== Segment start ==

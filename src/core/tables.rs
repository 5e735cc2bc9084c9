// --- File: src/core/tables.rs
//! Static romanization tables: vowels, consonants, matras and the
//! digit/punctuation specials.

/// Explicit vowel suppression mark (्).
pub const HALANTA: &str = "\u{094d}";

/// Longest romanized key in any table, in characters.
pub const MAX_KEY_LEN: usize = 3;

/// Standalone vowel glyph for a romanized vowel.
pub fn vowel(s: &str) -> Option<&'static str> {
    match s {
        "a" => Some("अ"), "aa" => Some("आ"), "i" => Some("इ"),
        "ii" => Some("ई"), "u" => Some("उ"), "uu" => Some("ऊ"),
        "e" => Some("ए"), "ai" => Some("ऐ"), "o" => Some("ओ"),
        "au" => Some("औ"), "ri" => Some("ऋ"), "rri" => Some("ॠ"),
        _ => None,
    }
}

/// Combining mark written after a consonant. The inherent `a` has no mark.
pub fn vowel_modifier(s: &str) -> Option<&'static str> {
    match s {
        "a" => Some(""), "aa" => Some("ा"), "i" => Some("ि"),
        "ii" => Some("ी"), "u" => Some("ु"), "uu" => Some("ू"),
        "e" => Some("े"), "ai" => Some("ै"), "o" => Some("ो"),
        "au" => Some("ौ"), "ri" => Some("ृ"), "rri" => Some("ॄ"),
        _ => None,
    }
}

/// Base consonant glyph, carrying the inherent `a` until modified.
pub fn consonant(s: &str) -> Option<&'static str> {
    match s {
        "k" => Some("क"), "kh" => Some("ख"), "g" => Some("ग"),
        "gh" => Some("घ"), "ng" => Some("ङ"),
        "ch" => Some("च"), "chh" => Some("छ"), "j" => Some("ज"),
        "jh" => Some("झ"), "ny" => Some("ञ"),
        "t" => Some("त"), "th" => Some("थ"), "d" => Some("द"),
        "dh" => Some("ध"), "n" => Some("न"),
        "p" => Some("प"), "ph" => Some("फ"), "b" => Some("ब"),
        "bh" => Some("भ"), "m" => Some("म"),
        "y" => Some("य"), "r" => Some("र"), "l" => Some("ल"),
        "w" => Some("व"), "v" => Some("व"),
        "sh" => Some("श"), "s" => Some("स"), "h" => Some("ह"),
        "ksh" => Some("क्ष"), "tr" => Some("त्र"), "gy" => Some("ज्ञ"),
        _ => None,
    }
}

/// Devanagari digits, danda punctuation and the typed halant.
pub fn special(s: &str) -> Option<&'static str> {
    match s {
        "0" => Some("०"), "1" => Some("१"), "2" => Some("२"),
        "3" => Some("३"), "4" => Some("४"), "5" => Some("५"),
        "6" => Some("६"), "7" => Some("७"), "8" => Some("८"),
        "9" => Some("९"),
        "." => Some("।"), ".." => Some("॥"),
        "~" => Some(HALANTA),
        _ => None,
    }
}

/// Letter pairs typical of romanized Nepali, used by the classifier.
pub const NEPALI_DIGRAPHS: [&str; 9] = ["kh", "gh", "ch", "th", "dh", "ph", "bh", "ny", "sh"];

/// Built-in shop vocabulary, in definition order. Suggestions surface
/// entries in this order.
pub const COMMON_WORDS: &[(&str, &str)] = &[
    // Utensils
    ("plate", "प्लेट"),
    ("thali", "थाली"),
    ("spoon", "चम्चा"),
    ("chamcha", "चम्चा"),
    ("glass", "गिलास"),
    ("gilas", "गिलास"),
    ("bowl", "कटोरी"),
    ("katori", "कटोरी"),
    ("cup", "कप"),
    ("pan", "प्यान"),
    ("cooker", "कुकर"),
    ("kettle", "केतली"),
    ("jug", "जग"),
    ("bottle", "बोतल"),
    ("thermos", "थर्मस"),
    ("flask", "फ्लास्क"),
    // Materials
    ("steel", "स्टिल"),
    ("brass", "पीतल"),
    ("pital", "पीतल"),
    ("plastic", "प्लास्टिक"),
    ("aluminum", "एल्युमिनियम"),
    ("copper", "तामा"),
    ("tama", "तामा"),
    ("iron", "फलाम"),
    ("phalam", "फलाम"),
    // Sizes
    ("large", "ठूलो"),
    ("thulo", "ठूलो"),
    ("small", "सानो"),
    ("sano", "सानो"),
    ("medium", "मध्यम"),
    ("madhyam", "मध्यम"),
    ("big", "ठूलो"),
    ("choto", "सानो"),
    // Religious items
    ("diya", "दियो"),
    ("diyo", "दियो"),
    ("kalash", "कलश"),
    ("agarbatti", "अगरबत्ती"),
    ("dhup", "धूप"),
    ("thali", "थाली"),
    // Kitchen
    ("knife", "चक्कु"),
    ("chakku", "चक्कु"),
    ("fork", "काँटा"),
    ("kanta", "काँटा"),
    ("ladle", "खोर"),
    ("khor", "खोर"),
    ("tawa", "तवा"),
    ("kadhai", "कढाई"),
    ("kadai", "कढाई"),
    ("belan", "बेलन"),
    ("chakla", "चकला"),
    // Cleaning
    ("bucket", "बाल्टिन"),
    ("baltin", "बाल्टिन"),
    ("mug", "मग"),
    ("brush", "ब्रस"),
    ("broom", "कुचो"),
    ("kucho", "कुचो"),
    ("jhadu", "झाडू"),
    ("soap", "साबुन"),
    ("sabun", "साबुन"),
    // Misc
    ("set", "सेट"),
    ("piece", "थान"),
    ("than", "थान"),
    ("dozen", "दर्जन"),
    ("darjan", "दर्जन"),
    ("pack", "प्याक"),
    ("box", "बक्स"),
    ("new", "नयाँ"),
    ("naya", "नयाँ"),
    ("purano", "पुरानो"),
    ("old", "पुरानो"),
];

== Segment end ==

Every entry must be quoted exactly as it appears above.

filename src/core/tables.rs
repository 5e735cc2bc9084c9
// --- File: src/core/tables.rs
//! Static romanization tables: vowels, consonants, matras and the
//! digit/punctuation specials.

/// Explicit vowel suppression mark (्).
pub const HALANTA: &str = "\u{094d}";

/// Longest romanized key in any table, in characters.
pub const MAX_KEY_LEN: usize = 3;

/// Standalone vowel glyph for a romanized vowel.
pub fn vowel(s: &str) -> Option<&'static str> {
    match s {
        "a" => Some("अ"), "aa" => Some("आ"), "i" => Some("इ"),
        "ii" => Some("ई"), "u" => Some("उ"), "uu" => Some("ऊ"),
        "e" => Some("ए"), "ai" => Some("ऐ"), "o" => Some("ओ"),
        "au" => Some("औ"), "ri" => Some("ऋ"), "rri" => Some("ॠ"),
        _ => None,
    }
}

/// Combining mark written after a consonant. The inherent `a` has no mark.
pub fn vowel_modifier(s: &str) -> Option<&'static str> {
    match s {
        "a" => Some(""), "aa" => Some("ा"), "i" => Some("ि"),
        "ii" => Some("ी"), "u" => Some("ु"), "uu" => Some("ू"),
        "e" => Some("े"), "ai" => Some("ै"), "o" => Some("ो"),
        "au" => Some("ौ"), "ri" => Some("ृ"), "rri" => Some("ॄ"),
        _ => None,
    }
}

/// Base consonant glyph, carrying the inherent `a` until modified.
pub fn consonant(s: &str) -> Option<&'static str> {
    match s {
        "k" => Some("क"), "kh" => Some("ख"), "g" => Some("ग"),
        "gh" => Some("घ"), "ng" => Some("ङ"),
        "ch" => Some("च"), "chh" => Some("छ"), "j" => Some("ज"),
        "jh" => Some("झ"), "ny" => Some("ञ"),
        "t" => Some("त"), "th" => Some("थ"), "d" => Some("द"),
        "dh" => Some("ध"), "n" => Some("न"),
        "p" => Some("प"), "ph" => Some("फ"), "b" => Some("ब"),
        "bh" => Some("भ"), "m" => Some("म"),
        "y" => Some("य"), "r" => Some("र"), "l" => Some("ल"),
        "w" => Some("व"), "v" => Some("व"),
        "sh" => Some("श"), "s" => Some("स"), "h" => Some("ह"),
        "ksh" => Some("क्ष"), "tr" => Some("त्र"), "gy" => Some("ज्ञ"),
        _ => None,
    }
}

/// Devanagari digits, danda punctuation and the typed halant.
pub fn special(s: &str) -> Option<&'static str> {
    match s {
        "0" => Some("०"), "1" => Some("१"), "2" => Some("२"),
        "3" => Some("३"), "4" => Some("४"), "5" => Some("५"),
        "6" => Some("६"), "7" => Some("७"), "8" => Some("८"),
        "9" => Some("९"),
        "." => Some("।"), ".." => Some("॥"),
        "~" => Some(HALANTA),
        _ => None,
    }
}

/// Letter pairs typical of romanized Nepali, used by the classifier.
pub const NEPALI_DIGRAPHS: [&str; 9] = ["kh", "gh", "ch", "th", "dh", "ph", "bh", "ny", "sh"];

/// Built-in shop vocabulary, in definition order. Suggestions surface
/// entries in this order.
pub const COMMON_WORDS: &[(&str, &str)] = &[
    // Utensils
    ("plate", "प्लेट"),
    ("thali", "थाली"),
    ("spoon", "चम्चा"),
    ("chamcha", "चम्चा"),
    ("glass", "गिलास"),
    ("gilas", "गिलास"),
    ("bowl", "कटोरी"),
    ("katori", "कटोरी"),
    ("cup", "कप"),
    ("pan", "प्यान"),
    ("cooker", "कुकर"),
    ("kettle", "केतली"),
    ("jug", "जग"),
    ("bottle", "बोतल"),
    ("thermos", "थर्मस"),
    ("flask", "फ्लास्क"),
    // Materials
    ("steel", "स्टिल"),
    ("brass", "पीतल"),
    ("pital", "पीतल"),
    ("plastic", "प्लास्टिक"),
    ("aluminum", "एल्युमिनियम"),
    ("copper", "तामा"),
    ("tama", "तामा"),
    ("iron", "फलाम"),
    ("phalam", "फलाम"),
    // Sizes
    ("large", "ठूलो"),
    ("thulo", "ठूलो"),
    ("small", "सानो"),
    ("sano", "सानो"),
    ("medium", "मध्यम"),
    ("madhyam", "मध्यम"),
    ("big", "ठूलो"),
    ("choto", "सानो"),
    // Religious items
    ("diya", "दियो"),
    ("diyo", "दियो"),
    ("kalash", "कलश"),
    ("agarbatti", "अगरबत्ती"),
    ("dhup", "धूप"),
    ("thali", "थाली"),
    // Kitchen
    ("knife", "चक्कु"),
    ("chakku", "चक्कु"),
    ("fork", "काँटा"),
    ("kanta", "काँटा"),
    ("ladle", "खोर"),
    ("khor", "खोर"),
    ("tawa", "तवा"),
    ("kadhai", "कढाई"),
    ("kadai", "कढाई"),
    ("belan", "बेलन"),
    ("chakla", "चकला"),
    // Cleaning
    ("bucket", "बाल्टिन"),
    ("baltin", "बाल्टिन"),
    ("mug", "मग"),
    ("brush", "ब्रस"),
    ("broom", "कुचो"),
    ("kucho", "कुचो"),
    ("jhadu", "झाडू"),
    ("soap", "साबुन"),
    ("sabun", "साबुन"),
    // Misc
    ("set", "सेट"),
    ("piece", "थान"),
    ("than", "थान"),
    ("dozen", "दर्जन"),
    ("darjan", "दर्जन"),
    ("pack", "प्याक"),
    ("box", "बक्स"),
    ("new", "नयाँ"),
    ("naya", "नयाँ"),
    ("purano", "पुरानो"),
    ("old", "पुरानो"),
];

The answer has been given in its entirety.